▶ _Problem_
For each line below that contains the string "instant", copy that line.

(Stored items)
=== Section Start ===

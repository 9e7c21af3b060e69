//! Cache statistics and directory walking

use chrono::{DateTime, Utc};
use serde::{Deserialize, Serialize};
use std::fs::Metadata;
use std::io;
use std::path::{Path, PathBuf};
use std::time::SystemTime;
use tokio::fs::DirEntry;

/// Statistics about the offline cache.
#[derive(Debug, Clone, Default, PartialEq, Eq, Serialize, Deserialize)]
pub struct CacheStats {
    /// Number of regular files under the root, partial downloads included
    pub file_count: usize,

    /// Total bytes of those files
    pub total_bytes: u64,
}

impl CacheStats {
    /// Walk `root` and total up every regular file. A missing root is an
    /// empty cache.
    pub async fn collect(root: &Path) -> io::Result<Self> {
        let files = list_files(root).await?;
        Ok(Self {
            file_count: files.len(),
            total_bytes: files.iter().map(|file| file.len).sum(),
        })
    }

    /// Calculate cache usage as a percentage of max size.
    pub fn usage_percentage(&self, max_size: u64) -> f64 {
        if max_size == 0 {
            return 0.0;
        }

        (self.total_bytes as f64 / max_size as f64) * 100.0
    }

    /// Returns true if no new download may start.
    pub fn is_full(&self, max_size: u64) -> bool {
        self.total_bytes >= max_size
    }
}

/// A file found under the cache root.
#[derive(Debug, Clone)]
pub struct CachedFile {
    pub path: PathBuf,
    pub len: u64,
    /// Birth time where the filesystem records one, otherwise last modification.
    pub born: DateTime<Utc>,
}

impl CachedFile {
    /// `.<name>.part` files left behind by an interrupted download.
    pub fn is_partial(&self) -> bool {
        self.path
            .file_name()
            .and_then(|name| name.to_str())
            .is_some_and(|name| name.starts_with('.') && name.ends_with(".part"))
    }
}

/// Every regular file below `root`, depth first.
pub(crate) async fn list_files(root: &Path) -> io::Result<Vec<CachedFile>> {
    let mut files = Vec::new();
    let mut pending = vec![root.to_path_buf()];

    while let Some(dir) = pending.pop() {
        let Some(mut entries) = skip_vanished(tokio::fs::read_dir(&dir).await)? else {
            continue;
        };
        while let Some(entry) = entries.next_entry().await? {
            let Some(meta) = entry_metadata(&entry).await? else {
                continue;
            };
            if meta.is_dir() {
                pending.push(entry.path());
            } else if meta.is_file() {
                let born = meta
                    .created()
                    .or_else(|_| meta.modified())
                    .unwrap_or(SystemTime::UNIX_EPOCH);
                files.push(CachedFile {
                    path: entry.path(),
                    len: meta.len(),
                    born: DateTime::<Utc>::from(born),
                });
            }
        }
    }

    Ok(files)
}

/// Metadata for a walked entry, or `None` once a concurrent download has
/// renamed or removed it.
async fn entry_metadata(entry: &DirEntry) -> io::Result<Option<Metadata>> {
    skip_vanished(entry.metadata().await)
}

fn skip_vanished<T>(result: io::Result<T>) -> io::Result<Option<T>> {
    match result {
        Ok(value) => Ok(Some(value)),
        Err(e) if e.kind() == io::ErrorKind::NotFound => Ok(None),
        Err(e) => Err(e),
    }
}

=== Section End ===
=== Section Start ===

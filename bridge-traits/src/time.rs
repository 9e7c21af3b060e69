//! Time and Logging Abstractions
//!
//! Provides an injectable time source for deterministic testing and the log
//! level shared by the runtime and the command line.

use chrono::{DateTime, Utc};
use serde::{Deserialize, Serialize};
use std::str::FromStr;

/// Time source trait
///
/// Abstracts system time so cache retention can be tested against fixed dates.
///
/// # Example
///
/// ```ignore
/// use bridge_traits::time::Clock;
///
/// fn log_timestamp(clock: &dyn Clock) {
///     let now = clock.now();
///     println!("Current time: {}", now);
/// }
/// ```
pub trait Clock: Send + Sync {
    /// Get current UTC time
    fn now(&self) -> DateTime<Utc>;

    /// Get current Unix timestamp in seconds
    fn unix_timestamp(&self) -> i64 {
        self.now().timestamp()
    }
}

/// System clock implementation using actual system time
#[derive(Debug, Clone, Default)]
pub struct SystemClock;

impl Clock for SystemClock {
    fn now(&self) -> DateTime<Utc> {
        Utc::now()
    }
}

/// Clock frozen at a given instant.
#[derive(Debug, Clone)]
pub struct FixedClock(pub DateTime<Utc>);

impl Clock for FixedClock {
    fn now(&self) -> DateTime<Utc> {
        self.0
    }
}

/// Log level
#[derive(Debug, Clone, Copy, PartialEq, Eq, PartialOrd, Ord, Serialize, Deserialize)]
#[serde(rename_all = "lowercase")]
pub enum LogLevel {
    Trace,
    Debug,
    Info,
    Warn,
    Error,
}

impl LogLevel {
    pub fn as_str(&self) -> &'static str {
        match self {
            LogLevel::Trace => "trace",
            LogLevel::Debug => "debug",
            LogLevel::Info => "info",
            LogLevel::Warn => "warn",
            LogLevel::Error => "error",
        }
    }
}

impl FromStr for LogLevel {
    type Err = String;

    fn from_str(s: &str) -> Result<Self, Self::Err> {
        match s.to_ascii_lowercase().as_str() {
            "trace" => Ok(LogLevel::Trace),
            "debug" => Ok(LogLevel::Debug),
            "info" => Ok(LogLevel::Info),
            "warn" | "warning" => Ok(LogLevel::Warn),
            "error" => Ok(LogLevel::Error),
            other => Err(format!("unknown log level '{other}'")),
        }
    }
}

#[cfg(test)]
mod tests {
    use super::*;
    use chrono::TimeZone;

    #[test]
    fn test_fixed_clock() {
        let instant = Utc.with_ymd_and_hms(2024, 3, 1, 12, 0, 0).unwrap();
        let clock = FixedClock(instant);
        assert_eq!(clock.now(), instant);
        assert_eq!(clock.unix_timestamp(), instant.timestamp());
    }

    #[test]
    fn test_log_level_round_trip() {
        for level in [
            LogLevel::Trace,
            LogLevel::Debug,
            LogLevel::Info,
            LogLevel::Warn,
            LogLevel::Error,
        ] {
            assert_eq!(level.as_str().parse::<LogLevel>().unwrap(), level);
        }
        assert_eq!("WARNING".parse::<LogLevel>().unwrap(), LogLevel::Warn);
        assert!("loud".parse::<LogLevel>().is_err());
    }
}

=== Section End ===
=== Section Start ===

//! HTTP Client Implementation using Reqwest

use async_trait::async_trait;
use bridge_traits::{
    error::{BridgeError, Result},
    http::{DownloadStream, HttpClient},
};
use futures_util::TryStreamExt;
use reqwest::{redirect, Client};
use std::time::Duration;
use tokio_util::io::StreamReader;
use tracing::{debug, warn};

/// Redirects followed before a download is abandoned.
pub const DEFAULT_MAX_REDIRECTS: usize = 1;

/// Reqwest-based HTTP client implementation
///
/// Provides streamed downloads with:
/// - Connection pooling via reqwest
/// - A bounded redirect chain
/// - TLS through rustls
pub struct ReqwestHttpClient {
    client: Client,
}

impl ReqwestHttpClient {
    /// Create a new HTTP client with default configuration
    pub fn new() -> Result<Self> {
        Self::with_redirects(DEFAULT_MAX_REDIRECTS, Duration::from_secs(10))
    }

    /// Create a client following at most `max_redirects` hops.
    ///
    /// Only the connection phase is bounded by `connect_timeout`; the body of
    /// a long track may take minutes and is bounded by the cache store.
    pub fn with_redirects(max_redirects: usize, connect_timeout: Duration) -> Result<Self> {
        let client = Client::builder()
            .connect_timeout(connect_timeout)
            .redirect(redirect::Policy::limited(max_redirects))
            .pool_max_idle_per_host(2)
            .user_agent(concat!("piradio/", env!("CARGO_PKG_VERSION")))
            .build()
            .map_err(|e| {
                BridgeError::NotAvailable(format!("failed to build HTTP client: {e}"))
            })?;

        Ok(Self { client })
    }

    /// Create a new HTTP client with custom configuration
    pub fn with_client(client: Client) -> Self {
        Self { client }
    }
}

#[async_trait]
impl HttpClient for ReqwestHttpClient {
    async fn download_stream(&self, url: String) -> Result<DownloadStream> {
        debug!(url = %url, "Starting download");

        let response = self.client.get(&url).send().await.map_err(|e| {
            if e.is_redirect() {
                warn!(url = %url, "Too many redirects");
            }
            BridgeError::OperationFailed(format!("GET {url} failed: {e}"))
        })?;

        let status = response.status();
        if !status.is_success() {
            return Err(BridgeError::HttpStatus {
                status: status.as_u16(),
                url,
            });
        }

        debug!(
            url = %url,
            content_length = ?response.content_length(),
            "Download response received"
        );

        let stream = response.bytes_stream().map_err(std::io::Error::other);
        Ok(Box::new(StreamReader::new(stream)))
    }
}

=== Section End ===

▶ _Written response_
/// Clock frozen at a given instant.
        let instant = Utc.with_ymd_and_hms(2024, 3, 1, 12, 0, 0).unwrap();
        let clock = FixedClock(instant);
        assert_eq!(clock.now(), instant);
        assert_eq!(clock.unix_timestamp(), instant.timestamp());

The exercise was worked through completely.